Due to the extreme stress of current events, I have not let up on reiterating the importance of being  mindful about how these emotional impacts can have downstream, negative, mental and physical repercussions. I’ve also been providing suggestions to prevent the effects of these unrelenting strains, as I feel naturopathic doctors have many tools that can help to soothe and alleviate some of this suffering.

Recently, I highlighted that the system-wide effects of stress on the mind and body are interconnected with hormonal balance. I felt it was necessary to address this specifically, as hormonal disharmony can contribute to and perpetuate psychological manifestations.

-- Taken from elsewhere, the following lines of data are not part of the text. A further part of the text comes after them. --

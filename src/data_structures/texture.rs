//! GPU textures and texture creation utilities.
//!
//! This module provides [`Texture`], a wrapper around WGPU texture resources,
//! and helpers for the textures the renderer needs: colour textures sampled by
//! the lit program, the main depth buffer, the layered shadow-map target and
//! off-screen colour targets.

use anyhow::Result;
use image::GenericImageView;

/// A GPU texture with a view and optional sampler.
///
/// Colour textures come with a filtering sampler, shadow maps with a
/// comparison sampler, and plain render targets with none.
#[derive(Clone, Debug)]
pub struct Texture {
    pub texture: wgpu::Texture,
    pub view: wgpu::TextureView,
    pub sampler: Option<wgpu::Sampler>,
}

impl Texture {
    /// Standard depth buffer texture format (32-bit float).
    pub const DEPTH_FORMAT: wgpu::TextureFormat = wgpu::TextureFormat::Depth32Float;

    /// Create a depth texture for depth-testing the main pass.
    ///
    /// # Arguments
    ///
    /// * `size` is [width, height] of the texture in pixels
    /// * `label` is used as a debug label for the GPU resource
    pub fn create_depth_texture(device: &wgpu::Device, size: [u32; 2], label: &str) -> Self {
        let size = wgpu::Extent3d {
            width: size[0].max(1),
            height: size[1].max(1),
            depth_or_array_layers: 1,
        };
        let texture = device.create_texture(&wgpu::TextureDescriptor {
            label: Some(label),
            size,
            mip_level_count: 1,
            sample_count: 1,
            dimension: wgpu::TextureDimension::D2,
            format: Self::DEPTH_FORMAT,
            usage: wgpu::TextureUsages::RENDER_ATTACHMENT,
            view_formats: &[Self::DEPTH_FORMAT],
        });
        let view = texture.create_view(&wgpu::TextureViewDescriptor::default());

        Self {
            texture,
            view,
            sampler: None,
        }
    }

    /// Create a square depth texture with one array layer per light.
    ///
    /// The view covers all layers, for sampling in the lit pass; use
    /// [`layer_view`](Self::layer_view) to render into a single layer. The
    /// sampler compares with `LessEqual`.
    pub fn create_shadow_array(device: &wgpu::Device, resolution: u32, layers: u32, label: &str) -> Self {
        let size = wgpu::Extent3d {
            width: resolution.max(1),
            height: resolution.max(1),
            depth_or_array_layers: layers.max(1),
        };
        let texture = device.create_texture(&wgpu::TextureDescriptor {
            label: Some(label),
            size,
            mip_level_count: 1,
            sample_count: 1,
            dimension: wgpu::TextureDimension::D2,
            format: Self::DEPTH_FORMAT,
            usage: wgpu::TextureUsages::RENDER_ATTACHMENT | wgpu::TextureUsages::TEXTURE_BINDING,
            view_formats: &[],
        });
        let view = texture.create_view(&wgpu::TextureViewDescriptor {
            label: Some(label),
            dimension: Some(wgpu::TextureViewDimension::D2Array),
            ..Default::default()
        });
        let sampler = Some(device.create_sampler(&wgpu::SamplerDescriptor {
            label: Some(label),
            address_mode_u: wgpu::AddressMode::ClampToEdge,
            address_mode_v: wgpu::AddressMode::ClampToEdge,
            address_mode_w: wgpu::AddressMode::ClampToEdge,
            mag_filter: wgpu::FilterMode::Linear,
            min_filter: wgpu::FilterMode::Linear,
            mipmap_filter: wgpu::MipmapFilterMode::Nearest,
            compare: Some(wgpu::CompareFunction::LessEqual),
            lod_min_clamp: 0.0,
            lod_max_clamp: 100.0,
            ..Default::default()
        }));

        Self {
            texture,
            view,
            sampler,
        }
    }

    /// A view of one layer of an array texture, usable as a render attachment.
    pub fn layer_view(&self, layer: u32) -> wgpu::TextureView {
        self.texture.create_view(&wgpu::TextureViewDescriptor {
            label: Some("shadow layer view"),
            dimension: Some(wgpu::TextureViewDimension::D2),
            base_array_layer: layer,
            array_layer_count: Some(1),
            ..Default::default()
        })
    }

    /// Create an off-screen colour target that can be copied back to the host.
    pub fn create_render_target(
        device: &wgpu::Device,
        size: [u32; 2],
        format: wgpu::TextureFormat,
        label: &str,
    ) -> Self {
        let texture = device.create_texture(&wgpu::TextureDescriptor {
            label: Some(label),
            size: wgpu::Extent3d {
                width: size[0].max(1),
                height: size[1].max(1),
                depth_or_array_layers: 1,
            },
            mip_level_count: 1,
            sample_count: 1,
            dimension: wgpu::TextureDimension::D2,
            format,
            usage: wgpu::TextureUsages::COPY_SRC | wgpu::TextureUsages::RENDER_ATTACHMENT,
            view_formats: &[],
        });
        let view = texture.create_view(&wgpu::TextureViewDescriptor::default());
        Self {
            texture,
            view,
            sampler: None,
        }
    }

    /// Create a `width × height` texture of one colour.
    ///
    /// Stands in wherever a node needs a texture but no image is at hand.
    pub fn solid_colour(
        device: &wgpu::Device,
        queue: &wgpu::Queue,
        rgba: [u8; 4],
        [width, height]: [u32; 2],
        label: &str,
    ) -> Result<Self> {
        let img = image::RgbaImage::from_pixel(width.max(1), height.max(1), image::Rgba(rgba));
        Self::from_image(device, queue, &image::DynamicImage::ImageRgba8(img), Some(label))
    }

    pub fn from_image(
        device: &wgpu::Device,
        queue: &wgpu::Queue,
        img: &image::DynamicImage,
        label: Option<&str>,
    ) -> Result<Self> {
        let dimensions = img.dimensions();
        let rgba = img.to_rgba8();

        let size = wgpu::Extent3d {
            width: dimensions.0,
            height: dimensions.1,
            depth_or_array_layers: 1,
        };
        let texture = device.create_texture(&wgpu::TextureDescriptor {
            label,
            size,
            mip_level_count: 1,
            sample_count: 1,
            dimension: wgpu::TextureDimension::D2,
            format: wgpu::TextureFormat::Rgba8UnormSrgb,
            usage: wgpu::TextureUsages::TEXTURE_BINDING | wgpu::TextureUsages::COPY_DST,
            view_formats: &[],
        });

        queue.write_texture(
            wgpu::TexelCopyTextureInfo {
                aspect: wgpu::TextureAspect::All,
                texture: &texture,
                mip_level: 0,
                origin: wgpu::Origin3d::ZERO,
            },
            &rgba,
            wgpu::TexelCopyBufferLayout {
                offset: 0,
                bytes_per_row: Some(4 * dimensions.0),
                rows_per_image: Some(dimensions.1),
            },
            size,
        );

        let view = texture.create_view(&wgpu::TextureViewDescriptor::default());
        let sampler = Some(create_default_sampler(device));

        Ok(Self {
            texture,
            view,
            sampler,
        })
    }
}

pub fn create_default_sampler(device: &wgpu::Device) -> wgpu::Sampler {
    device.create_sampler(&wgpu::SamplerDescriptor {
        address_mode_u: wgpu::AddressMode::Repeat,
        address_mode_v: wgpu::AddressMode::Repeat,
        address_mode_w: wgpu::AddressMode::Repeat,
        mag_filter: wgpu::FilterMode::Linear,
        min_filter: wgpu::FilterMode::Linear,
        mipmap_filter: wgpu::MipmapFilterMode::Linear,
        ..Default::default()
    })
}
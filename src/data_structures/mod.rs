//! Engine data structures: meshes, shapes, lights, textures and the scene
//! graph.
//!
//! - `mesh` is the CPU triangle mesh with interleaved vertex attributes
//! - `shapes` generates meshes procedurally (boxes, solids of revolution,
//!   landscapes)
//! - `scene_graph` enables hierarchical scene organization
//! - `light` holds spot and omni lights and their GPU record
//! - `texture` contains GPU texture wrapper and creation utilities

pub mod light;
pub mod mesh;
pub mod scene_graph;
pub mod shapes;
pub mod texture;
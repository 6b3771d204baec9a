use std::f32::consts::FRAC_1_SQRT_2;

use scene_ngin::data_structures::mesh::{self, Mesh, MeshError};

use crate::common::test_utils::assert_close3;

mod common;

/// Two unit right triangles folded along the X axis: one in the XY plane,
/// one in the XZ plane.
fn folded() -> Mesh {
    let mut mesh = Mesh::new(2, 4, 6).unwrap();
    mesh.set_vertex(0, &[0.0, 0.0, 0.0, 0.0, 0.0, 0.0]);
    mesh.set_vertex(1, &[1.0, 0.0, 0.0, 0.0, 0.0, 0.0]);
    mesh.set_vertex(2, &[0.0, 1.0, 0.0, 0.0, 0.0, 0.0]);
    mesh.set_vertex(3, &[0.0, 0.0, 1.0, 0.0, 0.0, 0.0]);
    mesh.set_triangle(0, 0, 1, 2);
    mesh.set_triangle(1, 0, 3, 1);
    mesh
}

#[test]
fn new_mesh_is_zeroed() {
    let mesh = Mesh::new(3, 5, 8).unwrap();
    assert_eq!(mesh.triangle_count(), 3);
    assert_eq!(mesh.vertex_count(), 5);
    assert_eq!(mesh.attr_dim(), 8);
    assert_eq!(mesh.vertices().len(), 40);
    assert!(mesh.vertices().iter().all(|v| *v == 0.0));
    assert_eq!(mesh.triangle(2), Some([0, 0, 0]));
}

#[test]
fn out_of_range_access_is_ignored() {
    let mut mesh = Mesh::new(1, 2, 3).unwrap();
    mesh.set_triangle(5, 1, 1, 1);
    mesh.set_vertex(2, &[1.0, 2.0, 3.0]);
    // too short
    mesh.set_vertex(0, &[1.0]);
    assert_eq!(mesh.triangle(5), None);
    assert_eq!(mesh.vertex(2), None);
    assert!(mesh.vertex_mut(9).is_none());
    assert!(mesh.vertices().iter().all(|v| *v == 0.0));

    mesh.set_vertex(1, &[1.0, 2.0, 3.0, 4.0]);
    assert_eq!(mesh.vertex(1), Some(&[1.0, 2.0, 3.0][..]));
}

#[test]
fn true_normal_of_ccw_triangle_points_at_viewer() {
    let n = mesh::true_normal(&[0.0, 0.0, 0.0], &[2.0, 0.0, 0.0], &[0.0, 3.0, 0.0]);
    assert_close3(n, [0.0, 0.0, 1.0]);
    let degenerate = mesh::true_normal(&[1.0, 1.0, 1.0], &[2.0, 2.0, 2.0], &[3.0, 3.0, 3.0]);
    assert_eq!(degenerate, [0.0; 3]);
}

#[test]
fn smooth_normals_average_adjacent_faces() {
    let mut mesh = folded();
    mesh.smooth_normals(3).unwrap();
    let bent = [0.0, FRAC_1_SQRT_2, FRAC_1_SQRT_2];
    assert_close3(mesh.attribute3(0, 3).unwrap(), bent);
    assert_close3(mesh.attribute3(1, 3).unwrap(), bent);
    assert_close3(mesh.attribute3(2, 3).unwrap(), [0.0, 0.0, 1.0]);
    assert_close3(mesh.attribute3(3, 3).unwrap(), [0.0, 1.0, 0.0]);
}

#[test]
fn flat_normals_keep_last_face() {
    let mut mesh = folded();
    mesh.flat_normals(3).unwrap();
    assert_close3(mesh.attribute3(0, 3).unwrap(), [0.0, 1.0, 0.0]);
    assert_close3(mesh.attribute3(2, 3).unwrap(), [0.0, 0.0, 1.0]);
}

#[test]
fn normals_need_room() {
    let mut mesh = Mesh::new(1, 3, 4).unwrap();
    assert!(matches!(
        mesh.smooth_normals(3),
        Err(MeshError::MissingAttributes { attr_dim: 4, offset: 3, needed: 6 })
    ));
    // normals may not overwrite the position
    let mut mesh = Mesh::new(1, 3, 8).unwrap();
    assert!(mesh.flat_normals(1).is_err());
}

In part one of this series I explained the impact of long-term, chronic stress on sex steroid hormone biosynthesis. I summarized the intricacy of hormonal regulation with its many feedback, control mechanisms and the factors that influence hormonal production, transport, detoxification, elimination, and interaction with target receptors. These complex interactions all affect how hormones are utilized, produced, metabolized, and excreted in all the body systems, including the nervous system and brain. Finally, I explored how hormones interact with specific neurotransmitters that relate to mood, cognitive, and psychological processes.

In this second part, I will delve into the connections between estrogen and progesterone and psychiatric disorders. I also give naturopathic solutions to achieve estrogen and progesterone hormonal and emotional harmony.

In part three, I will look at thyroid, testosterone, and oxytocin. For an overview on how cortisol, the major stress hormone, impacts the brain and body, please refer to my preceding essential oils’ series. (Part 1, Part 2)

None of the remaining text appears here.